Darren is keen to stress that he’s no ‘hard-nosed’ property developer sweeping into town to make a quick buck. In fact he’s only worked in the property game around four years, but he’s witnessed the new optimistic spirit around here, and clearly wants in. As formerly run-down shop units have filled with independent retailers, savvy restaurant operators like Soho House have moved in, and high-end residential projects such as the forthcoming Maple Building arrive, K-Town’s forgotten hinterland of Regis Road is becoming a very tasty prospect indeed.

“My motivation as a local is to play a part in the further enhancement of the area,” he says. “Having watched it change so drastically in recent years, I’m really excited about that. Sometimes you get buyer’s remorse when you purchase a building, sleepless nights wondering if you’ve done the right thing, but I haven’t got that with this one. We got our change of use easily, so it shows the Council’s body language for changing the area. We want help build a thriving new creative neighbourhood here, like has happened in Shoreditch or the way King’s Cross has been totally transformed. It’s important that Kentish Town doesn’t lose its DNA along the way though, the industrial heritage that makes the area unique. We don’t want it to become too glossy, as then it would lose its particular appeal.”

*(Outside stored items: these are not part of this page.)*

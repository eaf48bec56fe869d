use std::sync::atomic::{AtomicU64, Ordering};
use std::sync::{Arc, Mutex, MutexGuard, PoisonError};
use std::time::Duration;

use tracing::{debug, info, warn};

use super::api::{ScrapeApi, StartReply};
use super::state::{result_key, state_key, ClientRunState, RunResult};
use super::storage::ClientStorage;
use super::ClientError;
use crate::clock::{Clock, Sleeper};
use crate::domain::{JobRecord, RunStatus};

/// Polling and staleness knobs
#[derive(Debug, Clone)]
pub struct ControllerSettings {
    pub poll_interval: Duration,
    pub max_polls: u32,
    pub staleness_window: chrono::Duration,
}

impl Default for ControllerSettings {
    fn default() -> Self {
        Self {
            poll_interval: Duration::from_secs(5),
            max_polls: 200,
            staleness_window: chrono::Duration::minutes(10),
        }
    }
}

#[derive(Debug, Clone, PartialEq, Eq)]
pub enum ControllerState {
    Idle,
    Starting,
    Polling { polls: u32 },
    Done(RunResult),
    Failed(ClientError),
}

impl ControllerState {
    pub fn is_busy(&self) -> bool {
        matches!(self, ControllerState::Starting | ControllerState::Polling { .. })
    }
}

/// What `start` did
#[derive(Debug, Clone, PartialEq, Eq)]
pub enum StartDisposition {
    /// A start or poll is already in progress; nothing was sent
    Ignored,
    /// The run is in flight; call `poll`
    Polling,
    /// The server answered synchronously with results
    Done,
}

/// What `initialize` found in durable storage
#[derive(Debug, Clone, PartialEq, Eq)]
pub enum Reconciliation {
    /// Nothing stored
    Fresh,
    /// A recent in-progress marker; the controller is polling again
    Resumed,
    /// A stale or unreadable marker was dropped
    Discarded,
    /// A cached result from an earlier run was restored
    Restored,
}

/// Client-side state machine for one company's scrape run
///
/// `Idle → Starting → Polling → Done | Failed`. The in-progress marker is
/// written before the start request goes out, so a restarted client can
/// resume polling without triggering a second scrape.
pub struct ClientRunController {
    company_key: String,
    api: Arc<dyn ScrapeApi>,
    storage: Arc<dyn ClientStorage>,
    clock: Arc<dyn Clock>,
    sleeper: Arc<dyn Sleeper>,
    settings: ControllerSettings,
    state: Mutex<ControllerState>,
    // Bumped by reset(); loops started under an older epoch stop
    epoch: AtomicU64,
}

impl ClientRunController {
    pub fn new(
        company_key: impl Into<String>,
        api: Arc<dyn ScrapeApi>,
        storage: Arc<dyn ClientStorage>,
        clock: Arc<dyn Clock>,
        sleeper: Arc<dyn Sleeper>,
        settings: ControllerSettings,
    ) -> Self {
        Self {
            company_key: company_key.into(),
            api,
            storage,
            clock,
            sleeper,
            settings,
            state: Mutex::new(ControllerState::Idle),
            epoch: AtomicU64::new(0),
        }
    }

    pub fn company_key(&self) -> &str {
        &self.company_key
    }

    pub fn state(&self) -> ControllerState {
        self.lock_state().clone()
    }

    fn lock_state(&self) -> MutexGuard<'_, ControllerState> {
        self.state.lock().unwrap_or_else(PoisonError::into_inner)
    }

    fn set_state(&self, epoch: u64, next: ControllerState) -> bool {
        let mut state = self.lock_state();
        if self.epoch.load(Ordering::SeqCst) != epoch {
            return false;
        }
        *state = next;
        true
    }

    /// Reconcile with durable storage after a (re)start of the client
    pub fn initialize(&self) -> Reconciliation {
        let stored = match self.storage.get(&state_key(&self.company_key)) {
            Ok(stored) => stored,
            Err(e) => {
                warn!(company = %self.company_key, error = %e, "Could not read run state");
                None
            }
        };

        if let Some(raw) = stored {
            let now = self.clock.now();
            match serde_json::from_str::<ClientRunState>(&raw) {
                Ok(run_state)
                    if run_state.is_active
                        && !run_state.is_stale(now, self.settings.staleness_window) =>
                {
                    info!(company = %self.company_key, since = %run_state.timestamp, "Resuming in-progress scrape");
                    *self.lock_state() = ControllerState::Polling { polls: 0 };
                    return Reconciliation::Resumed;
                }
                _ => {
                    info!(company = %self.company_key, "Discarding stale run state");
                    self.discard_run_state();
                    *self.lock_state() = ControllerState::Idle;
                    return Reconciliation::Discarded;
                }
            }
        }

        match self.cached_result() {
            Some(result) => {
                *self.lock_state() = ControllerState::Done(result);
                Reconciliation::Restored
            }
            None => {
                *self.lock_state() = ControllerState::Idle;
                Reconciliation::Fresh
            }
        }
    }

    /// Result cached by the last completed run, if any
    pub fn cached_result(&self) -> Option<RunResult> {
        let raw = self.storage.get(&result_key(&self.company_key)).ok()??;
        serde_json::from_str(&raw).ok()
    }

    /// Kick off a scrape run
    ///
    /// Re-entrant calls while starting or polling are ignored. An
    /// already-active run on the server counts as success.
    pub async fn start(&self, source_url: &str) -> Result<StartDisposition, ClientError> {
        let epoch = {
            let mut state = self.lock_state();
            if state.is_busy() {
                debug!(company = %self.company_key, "Start ignored: run already in progress");
                return Ok(StartDisposition::Ignored);
            }
            *state = ControllerState::Starting;
            self.epoch.load(Ordering::SeqCst)
        };

        let marker = ClientRunState::active(&self.company_key, source_url, self.clock.now());
        if let Err(e) = self.persist_run_state(&marker) {
            self.set_state(epoch, ControllerState::Failed(e.clone()));
            return Err(e);
        }

        match self.api.start(&self.company_key, source_url).await {
            Ok(StartReply::Started) => {
                info!(company = %self.company_key, "Scrape started");
                self.set_state(epoch, ControllerState::Polling { polls: 0 });
                Ok(StartDisposition::Polling)
            }
            Ok(StartReply::AlreadyActive) => {
                info!(company = %self.company_key, "Scrape already running elsewhere, polling");
                self.set_state(epoch, ControllerState::Polling { polls: 0 });
                Ok(StartDisposition::Polling)
            }
            Ok(StartReply::Completed(records)) => {
                self.finish_done(epoch, records);
                Ok(StartDisposition::Done)
            }
            Err(e) => {
                warn!(company = %self.company_key, error = %e, "Scrape start failed");
                self.discard_run_state();
                self.set_state(epoch, ControllerState::Failed(e.clone()));
                Err(e)
            }
        }
    }

    /// Poll until the run finishes, fails, times out or is reset
    ///
    /// Returns immediately with the current state if not polling.
    pub async fn poll(&self) -> ControllerState {
        let epoch = self.epoch.load(Ordering::SeqCst);

        for polls in 1..=self.settings.max_polls {
            if !matches!(self.state(), ControllerState::Polling { .. }) {
                return self.state();
            }

            self.sleeper.sleep(self.settings.poll_interval).await;

            if !self.set_state(epoch, ControllerState::Polling { polls }) {
                debug!(company = %self.company_key, "Polling cancelled by reset");
                return self.state();
            }

            match self.check_once().await {
                Ok(Some(terminal)) => {
                    if let ControllerState::Done(result) = terminal {
                        self.finish_done(epoch, result.records);
                    } else {
                        self.discard_run_state();
                        self.set_state(epoch, terminal);
                    }
                    return self.state();
                }
                Ok(None) => debug!(company = %self.company_key, polls, "Run still active"),
                Err(e) => warn!(company = %self.company_key, polls, error = %e, "Status check failed, retrying"),
            }
        }

        if self.epoch.load(Ordering::SeqCst) != epoch
            || !matches!(self.state(), ControllerState::Polling { .. })
        {
            return self.state();
        }

        warn!(company = %self.company_key, polls = self.settings.max_polls, "Polling limit reached");
        self.discard_run_state();
        self.set_state(
            epoch,
            ControllerState::Failed(ClientError::Timeout {
                polls: self.settings.max_polls,
            }),
        );
        self.state()
    }

    /// Start and poll to completion
    pub async fn run(&self, source_url: &str) -> Result<ControllerState, ClientError> {
        match self.start(source_url).await? {
            StartDisposition::Ignored | StartDisposition::Polling => Ok(self.poll().await),
            StartDisposition::Done => Ok(self.state()),
        }
    }

    /// Drop local interest in the run and clear it on the server
    ///
    /// The controller is `Idle` when this returns, even if the server call
    /// fails; a worker already in flight still finishes and imports.
    pub async fn reset(&self) -> Result<(), ClientError> {
        {
            let mut state = self.lock_state();
            self.epoch.fetch_add(1, Ordering::SeqCst);
            *state = ControllerState::Idle;
        }
        self.discard_run_state();
        if let Err(e) = self.storage.remove(&result_key(&self.company_key)) {
            warn!(company = %self.company_key, error = %e, "Could not drop cached result");
        }

        info!(company = %self.company_key, "Run reset");
        self.api.clear(&self.company_key).await
    }

    /// One status check: `None` while still running
    async fn check_once(&self) -> Result<Option<ControllerState>, ClientError> {
        let status = self.api.status(&self.company_key).await?;
        if status.is_active {
            return Ok(None);
        }

        let summary = self.api.summary(&self.company_key).await?;
        if !summary.records.is_empty() {
            return Ok(Some(ControllerState::Done(RunResult {
                company_key: self.company_key.clone(),
                records: summary.records,
                completed_at: self.clock.now(),
            })));
        }

        if status.status == RunStatus::Failed {
            let reason = status
                .error
                .unwrap_or_else(|| "scrape failed without records".to_string());
            return Ok(Some(ControllerState::Failed(ClientError::WorkerFailure(reason))));
        }

        Ok(None)
    }

    fn finish_done(&self, epoch: u64, records: Vec<JobRecord>) {
        let result = RunResult {
            company_key: self.company_key.clone(),
            records,
            completed_at: self.clock.now(),
        };

        match serde_json::to_string(&result) {
            Ok(raw) => {
                if let Err(e) = self.storage.set(&result_key(&self.company_key), &raw) {
                    warn!(company = %self.company_key, error = %e, "Could not cache result");
                }
            }
            Err(e) => warn!(company = %self.company_key, error = %e, "Could not encode result"),
        }
        self.discard_run_state();

        info!(company = %self.company_key, records = result.records.len(), "Scrape finished");
        self.set_state(epoch, ControllerState::Done(result));
    }

    fn persist_run_state(&self, marker: &ClientRunState) -> Result<(), ClientError> {
        let raw = serde_json::to_string(marker).map_err(|e| ClientError::Storage(e.to_string()))?;
        self.storage.set(&state_key(&self.company_key), &raw)
    }

    fn discard_run_state(&self) {
        if let Err(e) = self.storage.remove(&state_key(&self.company_key)) {
            warn!(company = %self.company_key, error = %e, "Could not drop run state");
        }
    }
}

The Shed: Darren's Regis Rd plan, and the first hint of change, coming in 2017
The Shed: Darren’s Regis Rd plan, and the first hint of change, coming in 2017

So far so good, right? But of course, Reiss currently owns just one building, and though the recently approved KTNF Neighbourhood Plan has designs on revamping the estate too, how joined-up is the whole thing going to be? And isn’t there a danger it will all simply take decades?

“Well, everyone from the current freeholders to the Council to the residents are pushing in the same direction,” says Darren. “There are all the ingredients for change, but I’m not sure how long it will take. If other properties became available at the right price, then I’d clearly interested in acquiring if the deal made sense. I do see the Murphy site changing one day too, but obviously it’s out of my hands.”

Meanwhile, his new purchase is about to be stripped back and re-clad ahead of opening as The Shed next March, bringing what he intends to be plenty more creative types in to the area every day, in turn supporting the healthy growth of our local eco-system of shops, bars and restaurants.

And as he points out, “Kentish Town is fairly unique for London, in that it actually doesn’t have a shortage of space.” Now all we have to do is start making more use of it.